Each line of the listing where "EmptyCountry" appears should be reported.

◇ ◇ ◇ ◇

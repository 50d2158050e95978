//! Field-level validation rules shared by catalog entities.
//!
//! # Responsibility
//! - Define the validation error surfaced by entity constructors/setters.
//! - Parse and render the `dd.MM.yyyy` boundary date format.
//!
//! # Invariants
//! - Blank (empty or whitespace-only) names and countries are rejected.
//! - Prices must be finite and `>= 0`.
//! - Release date text must be exactly `dd.MM.yyyy` and a real calendar day.

use chrono::NaiveDate;
use once_cell::sync::Lazy;
use regex::Regex;
use std::error::Error;
use std::fmt::{Display, Formatter};

/// Boundary text format for release dates (`dd.MM.yyyy`).
pub const RELEASE_DATE_FORMAT: &str = "%d.%m.%Y";

static RELEASE_DATE_RE: Lazy<Regex> =
    Lazy::new(|| Regex::new(r"^\d{2}\.\d{2}\.\d{4}$").expect("valid release date regex"));

/// Validation failure for manufacturer/souvenir fields.
#[derive(Debug, Clone, PartialEq)]
pub enum ModelValidationError {
    EmptyManufacturerName,
    EmptyCountry,
    EmptySouvenirName,
    /// Price is negative, NaN or infinite.
    InvalidPrice(f64),
    /// Text does not match `dd.MM.yyyy` or names a non-existent day.
    InvalidReleaseDate(String),
    /// Two manufacturers share one name inside a catalog.
    DuplicateManufacturerName(String),
    /// Two souvenirs of one manufacturer share a name.
    DuplicateSouvenirName {
        manufacturer: String,
        souvenir: String,
    },
}

impl Display for ModelValidationError {
    fn fmt(&self, f: &mut Formatter<'_>) -> std::fmt::Result {
        match self {
            Self::EmptyManufacturerName => write!(f, "manufacturer name must not be empty"),
            Self::EmptyCountry => write!(f, "manufacturer country must not be empty"),
            Self::EmptySouvenirName => write!(f, "souvenir name must not be empty"),
            Self::InvalidPrice(price) => {
                write!(f, "souvenir price must be a non-negative number, got {price}")
            }
            Self::InvalidReleaseDate(text) => write!(
                f,
                "invalid release date `{text}`; expected format dd.MM.yyyy"
            ),
            Self::DuplicateManufacturerName(name) => {
                write!(f, "duplicate manufacturer name `{name}`")
            }
            Self::DuplicateSouvenirName {
                manufacturer,
                souvenir,
            } => write!(
                f,
                "duplicate souvenir name `{souvenir}` for manufacturer `{manufacturer}`"
            ),
        }
    }
}

impl Error for ModelValidationError {}

/// Parses `dd.MM.yyyy` text into a calendar date.
///
/// The whole text must be the two-digit day, two-digit month, four-digit
/// year layout; surrounding whitespace is rejected like any other deviation.
pub fn parse_release_date(text: &str) -> Result<NaiveDate, ModelValidationError> {
    if !RELEASE_DATE_RE.is_match(text) {
        return Err(ModelValidationError::InvalidReleaseDate(text.to_string()));
    }
    NaiveDate::parse_from_str(text, RELEASE_DATE_FORMAT)
        .map_err(|_| ModelValidationError::InvalidReleaseDate(text.to_string()))
}

/// Renders a date in the `dd.MM.yyyy` boundary format.
pub fn format_release_date(date: NaiveDate) -> String {
    date.format(RELEASE_DATE_FORMAT).to_string()
}

pub(crate) fn ensure_price(price: f64) -> Result<f64, ModelValidationError> {
    if price.is_finite() && price >= 0.0 {
        Ok(price)
    } else {
        Err(ModelValidationError::InvalidPrice(price))
    }
}

pub(crate) fn ensure_not_blank(
    value: String,
    error: ModelValidationError,
) -> Result<String, ModelValidationError> {
    if value.trim().is_empty() {
        Err(error)
    } else {
        Ok(value)
    }
}
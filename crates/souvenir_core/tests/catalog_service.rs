use chrono::NaiveDate;
use souvenir_core::{
    CatalogService, CatalogServiceError, CatalogStore, FileCatalogStore, InMemoryCatalogStore,
    ModelValidationError, Souvenir,
};
use tempfile::TempDir;

fn file_service() -> (TempDir, CatalogService<FileCatalogStore>) {
    let dir = tempfile::tempdir().unwrap();
    let store = FileCatalogStore::open(dir.path().join("souvenirs.json")).unwrap();
    (dir, CatalogService::new(store))
}

fn souvenir(name: &str, release_date: &str, price: f64) -> Souvenir {
    Souvenir::parse(name, "details", release_date, price).unwrap()
}

fn names<'a>(items: impl IntoIterator<Item = &'a Souvenir>) -> Vec<&'a str> {
    items.into_iter().map(Souvenir::name).collect()
}

/// Acme (USA): Mug 2020 9.99, Cap 2018 4.50
/// Bolt (Poland): Mug 2021 12.00, Pen 2020 1.25
/// Cora (usa): Bag 2020 30.00
fn seeded() -> (TempDir, CatalogService<FileCatalogStore>) {
    let (dir, service) = file_service();
    service.add_manufacturer("Acme", "USA").unwrap();
    service.add_manufacturer("Bolt", "Poland").unwrap();
    service.add_manufacturer("Cora", "usa").unwrap();
    service
        .add_souvenir("Acme", souvenir("Mug", "01.01.2020", 9.99))
        .unwrap();
    service
        .add_souvenir("Acme", souvenir("Cap", "15.07.2018", 4.5))
        .unwrap();
    service
        .add_souvenir("Bolt", souvenir("Mug", "10.03.2021", 12.0))
        .unwrap();
    service
        .add_souvenir("Bolt", souvenir("Pen", "28.02.2020", 1.25))
        .unwrap();
    service
        .add_souvenir("Cora", souvenir("Bag", "05.05.2020", 30.0))
        .unwrap();
    (dir, service)
}

#[test]
fn add_then_find_manufacturer_returns_exact_fields() {
    let (_dir, service) = file_service();
    service.add_manufacturer("Acme", "USA").unwrap();

    let found = service.find_manufacturer_by_name("Acme").unwrap();
    assert_eq!(found.name(), "Acme");
    assert_eq!(found.country(), "USA");
    assert!(found.souvenirs().is_empty());
}

#[test]
fn duplicate_manufacturer_is_rejected_without_changes() {
    let (_dir, service) = seeded();
    let before = service.list_catalog();

    let err = service.add_manufacturer("Acme", "Germany").unwrap_err();

    assert!(matches!(err, CatalogServiceError::DuplicateManufacturer(ref name) if name == "Acme"));
    assert_eq!(service.list_catalog(), before);
}

#[test]
fn add_manufacturer_validates_fields() {
    let (_dir, service) = file_service();

    let err = service.add_manufacturer("Acme", "").unwrap_err();
    assert!(matches!(
        err,
        CatalogServiceError::Validation(ModelValidationError::EmptyCountry)
    ));
    assert!(service.list_catalog().is_empty());
}

#[test]
fn duplicate_souvenir_is_rejected_and_count_unchanged() {
    let (_dir, service) = seeded();

    let err = service
        .add_souvenir("Acme", souvenir("Mug", "02.02.2022", 1.0))
        .unwrap_err();

    assert!(err.is_duplicate());
    assert_eq!(service.find_souvenirs_by_manufacturer_name("Acme").len(), 2);
    let mug = service.find_souvenir("Acme", "Mug").unwrap();
    assert_eq!(mug.price(), 9.99);
}

#[test]
fn add_souvenir_to_unknown_manufacturer_is_not_found() {
    let (_dir, service) = seeded();

    let err = service
        .add_souvenir("Nobody", souvenir("Mug", "02.02.2022", 1.0))
        .unwrap_err();

    assert!(matches!(err, CatalogServiceError::ManufacturerNotFound(ref name) if name == "Nobody"));
}

#[test]
fn add_souvenirs_batch_is_all_or_nothing() {
    let (_dir, service) = seeded();

    let err = service
        .add_souvenirs(
            "Bolt",
            vec![souvenir("Flag", "01.06.2019", 2.0), souvenir("Pen", "01.06.2019", 2.0)],
        )
        .unwrap_err();
    assert!(err.is_duplicate());
    assert_eq!(service.find_souvenirs_by_manufacturer_name("Bolt").len(), 2);

    let added = service
        .add_souvenirs(
            "Bolt",
            vec![souvenir("Flag", "01.06.2019", 2.0), souvenir("Pin", "01.06.2019", 0.5)],
        )
        .unwrap();
    assert_eq!(added, 2);
    assert_eq!(
        names(&service.find_souvenirs_by_manufacturer_name("Bolt")),
        vec!["Mug", "Pen", "Flag", "Pin"]
    );
}

#[test]
fn find_souvenir_misses_on_either_key() {
    let (_dir, service) = seeded();

    assert_eq!(service.find_souvenir("Bolt", "Pen").unwrap().price(), 1.25);
    assert!(service.find_souvenir("Bolt", "Cap").unwrap_err().is_not_found());
    assert!(service.find_souvenir("Nobody", "Mug").unwrap_err().is_not_found());
    assert!(service.find_manufacturer_by_name("acme").unwrap_err().is_not_found());
}

#[test]
fn souvenirs_by_unknown_manufacturer_are_empty() {
    let (_dir, service) = seeded();
    assert!(service.find_souvenirs_by_manufacturer_name("Nobody").is_empty());
}

#[test]
fn souvenirs_by_country_union_all_matching_manufacturers_case_sensitively() {
    let (_dir, service) = seeded();
    service.add_manufacturer("Dune", "USA").unwrap();
    service
        .add_souvenir("Dune", souvenir("Hat", "01.01.2019", 3.0))
        .unwrap();

    assert_eq!(
        names(&service.find_souvenirs_by_manufacturer_country("USA")),
        vec!["Mug", "Cap", "Hat"]
    );
    assert_eq!(
        names(&service.find_souvenirs_by_manufacturer_country("usa")),
        vec!["Bag"]
    );
    assert!(service.find_souvenirs_by_manufacturer_country("Spain").is_empty());
}

#[test]
fn price_filters_use_strict_lower_bound() {
    let (_dir, service) = seeded();

    assert_eq!(
        names(&service.find_souvenirs_by_price_lower_than(9.99)),
        vec!["Cap", "Pen"]
    );
    assert_eq!(
        names(&service.find_souvenirs_by_price_lower_than(10.0)),
        vec!["Mug", "Cap", "Pen"]
    );

    let manufacturers: Vec<String> = service
        .find_manufacturers_by_price_lower_than(2.0)
        .iter()
        .map(|m| m.name().to_string())
        .collect();
    assert_eq!(manufacturers, vec!["Bolt"]);
    assert!(service.find_manufacturers_by_price_lower_than(1.25).is_empty());
}

#[test]
fn release_year_queries_span_all_manufacturers() {
    let (_dir, service) = seeded();

    let in_2020 = service.find_souvenirs_by_release_date(2020);
    assert_eq!(names(&in_2020), vec!["Mug", "Pen", "Bag"]);
    assert!(in_2020.iter().all(|s| s.release_year() == 2020));
    assert!(service.find_souvenirs_by_release_date(1999).is_empty());

    let mug_2021: Vec<String> = service
        .find_manufacturers_by_souvenir_and_release_date("Mug", 2021)
        .iter()
        .map(|m| m.name().to_string())
        .collect();
    assert_eq!(mug_2021, vec!["Bolt"]);
    assert!(service
        .find_manufacturers_by_souvenir_and_release_date("Cap", 2020)
        .is_empty());
}

#[test]
fn remove_manufacturer_cascades_and_keeps_others_untouched() {
    let (_dir, service) = seeded();
    let before = service.list_catalog();

    assert!(service.remove_manufacturer_and_souvenirs("Acme").unwrap());

    let after = service.list_catalog();
    assert!(service.find_manufacturer_by_name("Acme").is_err());
    assert!(service.find_souvenirs_by_manufacturer_name("Acme").is_empty());
    assert_eq!(after.len(), 2);
    for manufacturer in after.manufacturers() {
        assert_eq!(
            Some(manufacturer),
            before.manufacturer(manufacturer.name())
        );
    }
}

#[test]
fn remove_unknown_manufacturer_is_noop() {
    let (_dir, service) = seeded();
    let before = service.list_catalog();

    assert!(!service.remove_manufacturer_and_souvenirs("Nobody").unwrap());
    assert_eq!(service.list_catalog(), before);
}

#[test]
fn update_manufacturer_name_enforces_uniqueness() {
    let (_dir, service) = seeded();

    let err = service.update_manufacturer_name("Acme", "Bolt").unwrap_err();
    assert!(matches!(err, CatalogServiceError::DuplicateManufacturer(_)));
    assert!(matches!(
        service.update_manufacturer_name("Acme", " ").unwrap_err(),
        CatalogServiceError::Validation(ModelValidationError::EmptyManufacturerName)
    ));
    assert!(service
        .update_manufacturer_name("Nobody", "Zed")
        .unwrap_err()
        .is_not_found());

    let renamed = service.update_manufacturer_name("Acme", "Acme Corp").unwrap();
    assert_eq!(renamed.name(), "Acme Corp");
    assert_eq!(renamed.souvenirs().len(), 2);
    assert!(service.find_manufacturer_by_name("Acme").is_err());
    assert_eq!(
        service.find_souvenirs_by_manufacturer_name("Acme Corp").len(),
        2
    );
}

#[test]
fn update_manufacturer_country_locates_by_current_country() {
    let (_dir, service) = seeded();

    let updated = service
        .update_manufacturer_country("Poland", "Czechia")
        .unwrap();
    assert_eq!(updated.name(), "Bolt");
    assert_eq!(
        service.find_manufacturer_by_name("Bolt").unwrap().country(),
        "Czechia"
    );

    assert!(matches!(
        service
            .update_manufacturer_country("Spain", "France")
            .unwrap_err(),
        CatalogServiceError::CountryNotFound(_)
    ));
    assert!(matches!(
        service.update_manufacturer_country("USA", "").unwrap_err(),
        CatalogServiceError::Validation(ModelValidationError::EmptyCountry)
    ));
    assert_eq!(service.find_manufacturer_by_name("Acme").unwrap().country(), "USA");
}

#[test]
fn update_souvenir_name_rejects_sibling_collision_only() {
    let (_dir, service) = seeded();

    let err = service.update_souvenir_name("Acme", "Mug", "Cap").unwrap_err();
    assert!(matches!(err, CatalogServiceError::DuplicateSouvenir { .. }));

    // "Pen" exists only under Bolt, so Acme may use it.
    let renamed = service.update_souvenir_name("Acme", "Mug", "Pen").unwrap();
    assert_eq!(renamed.name(), "Pen");
    assert_eq!(renamed.price(), 9.99);
    assert!(service.find_souvenir("Acme", "Mug").is_err());
    assert!(service.find_souvenir("Bolt", "Mug").is_ok());

    assert!(service
        .update_souvenir_name("Acme", "Missing", "Other")
        .unwrap_err()
        .is_not_found());
}

#[test]
fn update_souvenir_fields_persist() {
    let (_dir, service) = seeded();

    service
        .update_souvenir_manufacturer_details("Acme", "Mug", "42 Main St")
        .unwrap();
    service
        .update_souvenir_release_date("Acme", "Mug", "24.12.2023")
        .unwrap();
    service.update_souvenir_price("Acme", "Mug", 0.0).unwrap();

    let mug = service.find_souvenir("Acme", "Mug").unwrap();
    assert_eq!(mug.manufacturer_details(), "42 Main St");
    assert_eq!(
        mug.release_date(),
        NaiveDate::from_ymd_opt(2023, 12, 24).unwrap()
    );
    assert_eq!(mug.price(), 0.0);

    let typed = NaiveDate::from_ymd_opt(2001, 9, 9).unwrap();
    let updated = service
        .update_souvenir_release_date_value("Acme", "Mug", typed)
        .unwrap();
    assert_eq!(updated.release_date(), typed);
}

#[test]
fn invalid_souvenir_updates_leave_catalog_unchanged() {
    let (_dir, service) = seeded();
    let before = service.list_catalog();

    assert!(matches!(
        service
            .update_souvenir_release_date("Acme", "Mug", "2023/12/24")
            .unwrap_err(),
        CatalogServiceError::Validation(ModelValidationError::InvalidReleaseDate(_))
    ));
    assert!(matches!(
        service
            .update_souvenir_price("Acme", "Mug", -3.0)
            .unwrap_err(),
        CatalogServiceError::Validation(ModelValidationError::InvalidPrice(_))
    ));
    assert!(service
        .update_souvenir_manufacturer_details("Acme", "Nope", "x")
        .unwrap_err()
        .is_not_found());

    assert_eq!(service.list_catalog(), before);
}

#[test]
fn catalog_built_through_service_roundtrips_through_store() {
    let (_dir, service) = seeded();
    let snapshot = service.list_catalog();

    let store = service.into_store();
    store.save(&snapshot).unwrap();
    assert_eq!(store.try_load().unwrap(), snapshot);

    let reopened = FileCatalogStore::open(store.path()).unwrap();
    assert_eq!(CatalogService::new(reopened).list_catalog(), snapshot);
}

#[test]
fn acme_mug_scenario() {
    let service = CatalogService::new(InMemoryCatalogStore::new());
    service.add_manufacturer("Acme", "USA").unwrap();
    service
        .add_souvenir(
            "Acme",
            Souvenir::parse("Mug", "123 St", "01.01.2020", 9.99).unwrap(),
        )
        .unwrap();

    assert_eq!(names(&service.find_souvenirs_by_release_date(2020)), vec!["Mug"]);

    let cheap: Vec<String> = service
        .find_manufacturers_by_price_lower_than(10.00)
        .iter()
        .map(|m| m.name().to_string())
        .collect();
    assert_eq!(cheap, vec!["Acme"]);
    assert!(service.find_manufacturers_by_price_lower_than(5.00).is_empty());
}

#[test]
fn lost_update_between_two_handles_is_last_writer_wins() {
    let dir = tempfile::tempdir().unwrap();
    let path = dir.path().join("souvenirs.json");
    let first = CatalogService::new(FileCatalogStore::open(&path).unwrap());
    let second = CatalogService::new(FileCatalogStore::open(&path).unwrap());

    first.add_manufacturer("Acme", "USA").unwrap();
    let stale = second.store().load();
    second.add_manufacturer("Bolt", "Poland").unwrap();
    second.store().save(&stale).unwrap();

    let names: Vec<String> = first
        .list_catalog()
        .manufacturers()
        .iter()
        .map(|m| m.name().to_string())
        .collect();
    assert_eq!(names, vec!["Acme"]);
}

◇ ◇ ◇ ◇

◆ Output
    EmptyCountry,
            Self::EmptyCountry => write!(f, "manufacturer country must not be empty"),
        CatalogServiceError::Validation(ModelValidationError::EmptyCountry)
        CatalogServiceError::Validation(ModelValidationError::EmptyCountry)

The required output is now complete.